The Mister let the dishwater out of the sink last night.
It’s official. I’m in love.
It started with the dishes. My husband got up from the dinner table, helped me clear the table, then filled the sink with hot sudsy water and did the dishes. He did it the way I like too. He put the hand-washed dishes into the dishwasher to dry — you know — so there wouldn’t be the pile of clean dishes cluttering up the kitchen counter as they dripped-dry overnight.
Watching him do the dishes made me happy. A man who’ll do the dishes for me spells L-O-V-E to the third degree.
However, when I got up this morning, I went into the kitchen expecting to see the sink full of leftover water and the kitchen rag swimming under the surface of old suds. You see I have this pet peeve — standing dishwater in the sink — especially when the dishrag is left soaking in it. This is something my family does all the time. It’s like fingernails on a chalkboard for me to walk by the sink and see the cold dirty water just sitting there.

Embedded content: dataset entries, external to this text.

/// Like [`parse_user_jyutping`], with an explicit bound on the number of
/// boundaries where both splits are kept. Past the bound only the greedy
/// split is added.
pub fn parse_user_jyutping_with(input: &str, inner: bool, max_forks: usize) -> SegmentGraph {
    let mut graph = SegmentGraph::new(input);
    let bytes = input.as_bytes();
    let size = input.len();
    let mut queue = BinaryHeap::new();
    queue.push(Reverse(0usize));
    let mut forks = 0usize;

    while let Some(Reverse(top)) = queue.pop() {
        while queue.peek() == Some(&Reverse(top)) {
            queue.pop();
        }
        if top >= size {
            continue;
        }
        if bytes[top] == b'\'' {
            let run = bytes[top..].iter().take_while(|&&b| b == b'\'').count();
            let next = top + run;
            graph.add_next(top, next);
            if next < size {
                queue.push(Reverse(next));
            }
            continue;
        }
        let Some(rest) = input.get(top..) else {
            continue;
        };
        let (len, complete) = longest_match(rest);
        if !complete {
            graph.add_next(top, top + len);
            queue.push(Reverse(top + len));
            continue;
        }

        let mut chosen = [0usize; 2];
        let mut n_chosen = 0;
        let ambiguous = len > 1
            && top + len < size
            && bytes[top + len] != b'\''
            && BOUNDARY_LETTERS.contains(&bytes[top + len - 1])
            && data::syllable(&rest[..len - 1]).is_some();
        if ambiguous {
            let next = longest_match(&rest[len..]);
            let alt = longest_match(&rest[len - 1..]);
            let greedy_key = (len + next.0, next.1);
            let alt_key = (len - 1 + alt.0, alt.1);
            let take_greedy = greedy_key >= alt_key;
            let mut take_alt = greedy_key <= alt_key;
            if take_greedy && take_alt {
                if forks >= max_forks {
                    take_alt = false;
                } else {
                    forks += 1;
                }
            }
            if take_greedy {
                graph.add_next(top, top + len);
                queue.push(Reverse(top + len));
                chosen[n_chosen] = len;
                n_chosen += 1;
            }
            if take_alt {
                graph.add_next(top, top + len - 1);
                queue.push(Reverse(top + len - 1));
                chosen[n_chosen] = len - 1;
                n_chosen += 1;
            }
        } else {
            graph.add_next(top, top + len);
            queue.push(Reverse(top + len));
            chosen[n_chosen] = len;
            n_chosen += 1;
        }

        if !inner {
            continue;
        }
        for &chosen_len in &chosen[..n_chosen] {
            if chosen_len < 4 {
                continue;
            }
            if let Some((first, _)) = data::inner_segment(&rest[..chosen_len]) {
                graph.add_next(top, top + first.len());
                graph.add_next(top + first.len(), top + chosen_len);
            }
        }
    }
    if forks >= max_forks {
        tracing::debug!(forks, "ambiguous boundary fork limit reached");
    }
    graph
}

/// Encode user input along its first segmentation, two bytes per segment.
/// A lone initial encodes with final byte 0. Any segment that is neither a
/// syllable nor an initial makes the whole result empty.
pub fn encode_one_user_jyutping(input: &str) -> Vec<u8> {
    if input.is_empty() {
        return Vec::new();
    }
    let graph = parse_user_jyutping(input, false);
    let mut result = Vec::new();
    let mut node = graph.start();
    while let Some(&next) = graph.nexts(node).first() {
        let seg = graph.segment(node, next);
        node = next;
        if seg.is_empty() || seg.starts_with('\'') {
            continue;
        }
        let syllables = string_to_syllables(seg);
        let Some((initial, finals)) = syllables.first() else {
            return Vec::new();
        };
        if *initial == JyutpingInitial::Invalid || finals.is_empty() {
            return Vec::new();
        }
        result.push(*initial as u8);
        result.push(finals.first().map_or(0, |(f, _)| *f as u8));
    }
    result
}

/// Whether `data` looks like encoded user input: pairs whose first byte is
/// a valid initial.
pub fn is_valid_user_jyutping(data: &[u8]) -> bool {
    data.len() % 2 == 0 && data.chunks(2).all(|pair| is_valid_initial(pair[0]))
}

/// Spell out encoded syllables, joined by `'`.
///
/// # Example
/// ```
/// use libjyutping::encoder::{decode_full_jyutping, encode_full_jyutping};
///
/// let encoded = encode_full_jyutping("nei'hou").unwrap();
/// assert_eq!(decode_full_jyutping(&encoded).unwrap(), "nei'hou");
/// ```
pub fn decode_full_jyutping(data: &[u8]) -> Result<String, EncodeError> {
    if data.len() % 2 != 0 {
        return Err(EncodeError::InvalidLength(data.len()));
    }
    let mut result = String::new();
    for (i, pair) in data.chunks(2).enumerate() {
        if i > 0 {
            result.push('\'');
        }
        result.push_str(JyutpingInitial::from_byte(pair[0]).as_str());
        result.push_str(JyutpingFinal::from_byte(pair[1]).as_str());
    }
    Ok(result)
}

/// Encode `'`-separated full syllables. Every token must be a syllable.
pub fn encode_full_jyutping(jyutping: &str) -> Result<Vec<u8>, EncodeError> {
    let mut result = Vec::new();
    for token in jyutping.split('\'') {
        let syllable = data::syllable(token)
            .ok_or_else(|| EncodeError::InvalidSyllable(jyutping.to_string()))?;
        result.extend_from_slice(&syllable.encode());
    }
    Ok(result)
}

fn add_candidate(result: &mut MatchedJyutpingSyllables, syllable: JyutpingSyllable) {
    let pos = match result.iter().position(|(i, _)| *i == syllable.initial()) {
        Some(pos) => pos,
        None => {
            result.push((syllable.initial(), Vec::new()));
            result.len() - 1
        }
    };
    let finals = &mut result[pos].1;
    if !finals.iter().any(|(f, _)| *f == syllable.final_()) {
        finals.push((syllable.final_(), false));
    }
}

/// Candidate syllables of one segment.
///
/// A full syllable maps to its own pair; a lone initial maps to the initial
/// with `JyutpingFinal::Invalid`, which stands for any final. `m` and `ng`
/// are only treated as initials. Anything else yields a single invalid pair.
pub fn string_to_syllables(jyutping: &str) -> MatchedJyutpingSyllables {
    let mut result = MatchedJyutpingSyllables::new();
    if jyutping != "m" && jyutping != "ng" {
        if let Some(syllable) = data::syllable(jyutping) {
            add_candidate(&mut result, syllable);
        }
    }
    if let Some(initial) = JyutpingInitial::parse(jyutping) {
        add_candidate(
            &mut result,
            JyutpingSyllable::new(initial, JyutpingFinal::Invalid),
        );
    }
    if result.is_empty() {
        result.push((
            JyutpingInitial::Invalid,
            vec![(JyutpingFinal::Invalid, false)],
        ));
    }
    result
}

#[cfg(test)]
mod tests {
    use super::*;

    #[test]
    fn enum_ranges() {
        assert_eq!(LAST_INITIAL - FIRST_INITIAL + 1, 20);
        assert_eq!(LAST_FINAL - FIRST_FINAL + 1, 60);
        assert_eq!(JyutpingInitial::from_byte(b'O'), JyutpingInitial::W);
        assert_eq!(JyutpingFinal::from_byte(LAST_FINAL), JyutpingFinal::Zero);
        assert_eq!(JyutpingFinal::from_byte(0), JyutpingFinal::Invalid);
        assert!(!is_valid_initial(b'A' - 1));
        assert!(!is_valid_initial(LAST_INITIAL + 1));
    }

    #[test]
    fn spelled_names_round_trip() {
        for initial in JyutpingInitial::all() {
            assert_eq!(JyutpingInitial::parse(initial.as_str()), Some(initial));
        }
        for final_ in JyutpingFinal::all() {
            assert_eq!(JyutpingFinal::parse(final_.as_str()), Some(final_));
        }
    }

    #[test]
    fn longest_match_rules() {
        assert_eq!(longest_match("hou"), (3, true));
        assert_eq!(longest_match("ng"), (2, false));
        assert_eq!(longest_match("m"), (1, false));
        assert_eq!(longest_match("gw"), (2, false));
        assert_eq!(longest_match("xyz"), (1, false));
        assert_eq!(longest_match("zoenghaa"), (5, true));
    }

    #[test]
    fn syllable_display_and_order() {
        let a = JyutpingSyllable::new(JyutpingInitial::N, JyutpingFinal::EI);
        let b = JyutpingSyllable::new(JyutpingInitial::H, JyutpingFinal::OU);
        assert_eq!(a.to_string(), "nei");
        assert!(a < b);
    }

    #[test]
    fn lone_initial_has_open_final() {
        assert_eq!(encode_one_user_jyutping("ng"), vec![JyutpingInitial::NG as u8, 0]);
        let syls = string_to_syllables("g");
        assert_eq!(syls, vec![(JyutpingInitial::G, vec![(JyutpingFinal::Invalid, false)])]);
        let syls = string_to_syllables("x");
        assert_eq!(syls[0].0, JyutpingInitial::Invalid);
    }

    #[test]
    fn encode_full_rejects_unknown_tokens() {
        assert!(matches!(
            encode_full_jyutping("nei'xyz"),
            Err(EncodeError::InvalidSyllable(_))
        ));
        assert_eq!(decode_full_jyutping(&[b'A']), Err(EncodeError::InvalidLength(1)));
    }

    #[test]
    fn fork_limit_keeps_greedy_edge() {
        // "gaang|aa" and "gaan|gaa" reach equally far.
        let open = parse_user_jyutping_with("gaangaa", false, 4);
        let capped = parse_user_jyutping_with("gaangaa", false, 0);
        assert!(capped.nexts(0).len() <= open.nexts(0).len());
        assert_eq!(capped.nexts(0).first(), open.nexts(0).first());
        assert!(capped.check_graph());
    }
}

And then when I have to reach my hands in there to unstop the sink and rinse and squeeze that nasty rag, I’m just irritated beyond all measure.
The sink had no water in it. It was empty save for a few cups the boys used for last water call the night before. And the rag was folded neatly over the mid-line of the sink.
So on this 14th day of February, I sashayed myself right in front of my husband and wished The Mister a Happy Valentine’s Day. But I did it “right”. I looked at him all ooey-gooey eyed and thanked him for letting the water out of the sink.
The temperature in the room changed. His eyes softened. He smiled. He wished me a Happy Love Day back.
Then he told me he didn’t do it.
And then I felt terrible.
Because I thought my husband had made an attempt to show me he loved me in a very, very minute, but oh-so-special-to-Chrystal-way, I poured on the feminine wiles and let him know that I appreciated him. But he didn’t do what I thought he did. Apparently, the water had just basically seeped out slowly because the stopper wasn’t in there securely.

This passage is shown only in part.